Fotografo ambulante

Il termine fotografo ambulante o fotografo itinerante fu un modo per definire i viaggiatori che, talvolta insieme a scienziati, geografi, archeologi, antropologi, raccoglievano con le loro illustrazioni stampate, precedentemente basate su schizzi di disegnatori, la conoscenza di luoghi, monumenti ed eventi sparsi in vari luoghi del pianeta. In pratica, ciò avvenne all'indomani della presentazione dell'invenzione di Daguerre e proseguì ininterrottamente per tutto il XIX secolo, accompagnato dall'enfasi del viaggio.

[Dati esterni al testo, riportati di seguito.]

// Subtitle document model
//
// - Cue / SubtitleDocument: the pipeline's output, with invariant checks
// - assembler: greedy grouping of tokens into cues
// - srt: SRT writer and reader

pub mod assembler;
pub mod srt;

use serde::{Deserialize, Serialize};

pub use assembler::CueAssembler;
use crate::annotate::Annotation;
use crate::error::AssemblyError;
use crate::transcribe::Token;

const TOLERANCE: f64 = 1e-6;

/// One subtitle entry
#[derive(Debug, Clone, PartialEq, Serialize, Deserialize)]
pub struct Cue {
    pub tokens: Vec<Token>,
    pub start: f64,
    pub end: f64,
    pub text: String,
    /// Absent until annotated, or when annotation of this cue failed
    #[serde(default, skip_serializing_if = "Option::is_none")]
    pub annotations: Option<Vec<Annotation>>,
    /// Absent until translated, or when translation of this cue failed
    #[serde(default, skip_serializing_if = "Option::is_none")]
    pub translation: Option<String>,
}

impl Cue {
    pub fn from_tokens(tokens: Vec<Token>) -> Self {
        let start = tokens.iter().map(|t| t.start).fold(f64::INFINITY, f64::min);
        let end = tokens.iter().map(|t| t.end).fold(f64::NEG_INFINITY, f64::max);
        let text = render_text(&tokens);
        let (start, end) = if tokens.is_empty() { (0.0, 0.0) } else { (start, end) };
        Self { tokens, start, end, text, annotations: None, translation: None }
    }

    pub fn duration(&self) -> f64 {
        self.end - self.start
    }

    pub fn char_count(&self) -> usize {
        self.text.chars().count()
    }

    /// Kana reading line built from the annotations, if any
    pub fn reading(&self) -> Option<String> {
        let annotations = self.annotations.as_ref()?;
        Some(
            annotations
                .iter()
                .map(|a| if a.reading.is_empty() { a.surface.as_str() } else { a.reading.as_str() })
                .collect::<String>(),
        )
    }
}

/// Limits every cue of an assembled document must respect
#[derive(Debug, Clone, Copy, PartialEq)]
pub struct CueLimits {
    pub max_duration: f64,
    pub max_chars: usize,
}

/// Ordered, non-overlapping cues
#[derive(Debug, Clone, Default, PartialEq, Serialize, Deserialize)]
pub struct SubtitleDocument {
    pub cues: Vec<Cue>,
}

impl SubtitleDocument {
    pub fn new(cues: Vec<Cue>) -> Self {
        Self { cues }
    }

    pub fn len(&self) -> usize {
        self.cues.len()
    }

    pub fn is_empty(&self) -> bool {
        self.cues.is_empty()
    }

    /// Check ordering, non-overlap and (when given) size limits
    pub fn verify(&self, limits: Option<CueLimits>) -> Result<(), AssemblyError> {
        for (index, cue) in self.cues.iter().enumerate() {
            if cue.text.trim().is_empty() {
                return Err(AssemblyError::EmptyCue { index });
            }
            if cue.end < cue.start {
                return Err(AssemblyError::InvertedSpan { index, start: cue.start, end: cue.end });
            }
            if let Some(limits) = limits {
                if cue.duration() > limits.max_duration + TOLERANCE {
                    return Err(AssemblyError::DurationExceeded {
                        index,
                        duration: cue.duration(),
                        max: limits.max_duration,
                    });
                }
                if cue.char_count() > limits.max_chars {
                    return Err(AssemblyError::LengthExceeded {
                        index,
                        chars: cue.char_count(),
                        max: limits.max_chars,
                    });
                }
            }
        }

        for (index, pair) in self.cues.windows(2).enumerate() {
            if pair[1].start < pair[0].start {
                return Err(AssemblyError::OutOfOrder {
                    index: index + 1,
                    start: pair[1].start,
                    previous_start: pair[0].start,
                });
            }
            if pair[0].end > pair[1].start + TOLERANCE {
                return Err(AssemblyError::Overlap { index, end: pair[0].end, next_start: pair[1].start });
            }
        }
        Ok(())
    }

    /// Cue texts as one transcript, sentences separated by 。
    pub fn plain_text(&self) -> String {
        let mut text = String::new();
        for cue in &self.cues {
            text.push_str(cue.text.trim());
            if !ends_sentence(&cue.text) {
                text.push('。');
            }
        }
        text
    }

    pub fn to_json(&self) -> serde_json::Result<String> {
        serde_json::to_string_pretty(self)
    }
}

/// Characters written without separating spaces (kana, kanji, full-width forms)
pub fn is_cjk(c: char) -> bool {
    matches!(c as u32,
        0x3000..=0x303F   // CJK symbols and punctuation
        | 0x3040..=0x30FF // hiragana, katakana
        | 0x3400..=0x4DBF
        | 0x4E00..=0x9FFF
        | 0xF900..=0xFAFF
        | 0xFF00..=0xFFEF // full-width and half-width forms
    )
}

pub fn ends_sentence(text: &str) -> bool {
    matches!(text.trim_end().chars().last(), Some('。' | '！' | '？' | '!' | '?' | '.'))
}

/// Append a token to rendered cue text, adding a space only between two non-CJK words
pub fn append_token(text: &mut String, token: &str) {
    let token = token.trim();
    if token.is_empty() {
        return;
    }
    let needs_space = match (text.chars().last(), token.chars().next()) {
        (Some(prev), Some(next)) => {
            !is_cjk(prev)
                && !is_cjk(next)
                && !prev.is_whitespace()
                && !matches!(next, ',' | '.' | '!' | '?' | ';' | ':' | ')' | '\'' | '"')
        }
        _ => false,
    };
    if needs_space {
        text.push(' ');
    }
    text.push_str(token);
}

pub fn render_text(tokens: &[Token]) -> String {
    let mut text = String::new();
    for token in tokens {
        append_token(&mut text, &token.text);
    }
    text
}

Non solo, ma la fotografia aveva dalla sua una sorta di "neutralità" derivata dall'ottica e dalla chimica, di gran lunga preferita alla mano dei disegnatori[1].

Le scoperte scientifiche, in seguito accompagnate alla fiorente industria fotografica hanno permesso che la fotografia e quindi il fotografo itinerante diventasse perciò l'avanguardia, attraverso la pubblicazione dei suoi racconti visivi, di un turismo più ampio[1] che verso la fine del secolo assunse la forma del Grand Tour, anche se ancora riservato a nobili, intellettuali e a persone agiate.

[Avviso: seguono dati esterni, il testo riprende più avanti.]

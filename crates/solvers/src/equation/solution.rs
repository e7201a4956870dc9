use rootfind_core::Precision;

#[cfg(feature = "serde")]
use serde::{Deserialize, Serialize};

/// Indicates how a root-finding solve terminated.
#[derive(Debug, Clone, Copy, PartialEq, Eq)]
#[cfg_attr(feature = "serde", derive(Serialize, Deserialize))]
pub enum Status {
    /// A root was found, either by function value or by step size.
    Converged,

    /// The update formula hit a near-zero denominator, so no root is reported.
    Degenerate,

    /// Reached the iteration limit without converging.
    MaxIters,

    /// Stopped early due to an observer decision.
    StoppedByObserver,
}

/// The result of a root-finding solve.
///
/// `R` is the solver's trace record type.
#[derive(Debug, Clone, PartialEq)]
#[cfg_attr(feature = "serde", derive(Serialize, Deserialize))]
pub struct Solution<R> {
    /// Final solver status.
    pub status: Status,

    /// Root estimate, or `None` when the solve was degenerate.
    pub root: Option<f64>,

    /// Iterations consumed when the solver finished.
    pub iters: usize,

    /// One rounded record per completed step, in iteration order.
    pub trace: Vec<R>,

    /// Precision the trace values were rounded to.
    pub precision: Precision,
}

impl<R> Solution<R> {
    /// Builds the solution and logs how the solve ended.
    pub(super) fn finish(
        solver: &'static str,
        status: Status,
        root: Option<f64>,
        iters: usize,
        trace: Vec<R>,
        precision: Precision,
    ) -> Self {
        tracing::debug!(solver, ?status, ?root, iters, "solve finished");
        Self {
            status,
            root,
            iters,
            trace,
            precision,
        }
    }

    /// Returns true if the solver converged to a root.
    #[must_use]
    pub fn is_converged(&self) -> bool {
        self.status == Status::Converged
    }
}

L'invenzione del collodio umido si deve a Frederick Scott Archer che però non fece in tempo a brevettarlo. Creato nel 1848-1849, venne pubblicato nel 1852, utilizzava lastre di vetro come supporto ed ebbe il nome di ambrotipia (da colui che lo brevettò: James Ambrose Cutting), consentendo di avere una copia unica negativa. Nello stesso periodo il francese Adolphe Alexandre Martin (1824-1886) mise a punto, con un procedimento simile e l'utilizzo di lastre di metallo, in genere ferro, alluminio e latta, meno costose del vetro e più resistenti, quella che verrà chiamata ferrotipia (in inglese tintype), perfezionata e brevettata nel 1856 dall'americano Hamilton Lanphere Smith (1819-1903), nonostante polemiche e controversie dato che un altro americano, Victor Griswold (1819-1872), aveva depositato nello stesso anno un brevetto simile[2]. In sostanza, per accorciare i tempi, il procedimento consisteva nel sensibilizzare una lastra di ferro laccata di nero con il collodio.

I fotografi itineranti

Appare incredibile come soltanto poche settimane dopo la presentazione al pubblico del dagherrotipo nel novembre 1839, Gaspard-Pierre-Gustave Joly e Frédéric Goupil-Fesquet siano andati a fotografare la Sfinge, separatamente, mentre Jules Itier (1802–1877), un funzionario governativo francese, fu uno dei primi ad affrontare missioni commerciali, riportandone immagini dagherrotipiche, in Senegal, Cina, Singapore, Filippine, Borneo e India. Un altro diplomatico francese, il barone Louis Gros realizzò dagherrotipi nei suoi lunghi viaggi dei monumenti e dei paesaggi nelle Americhe, in Grecia, e in Inghilterra[1].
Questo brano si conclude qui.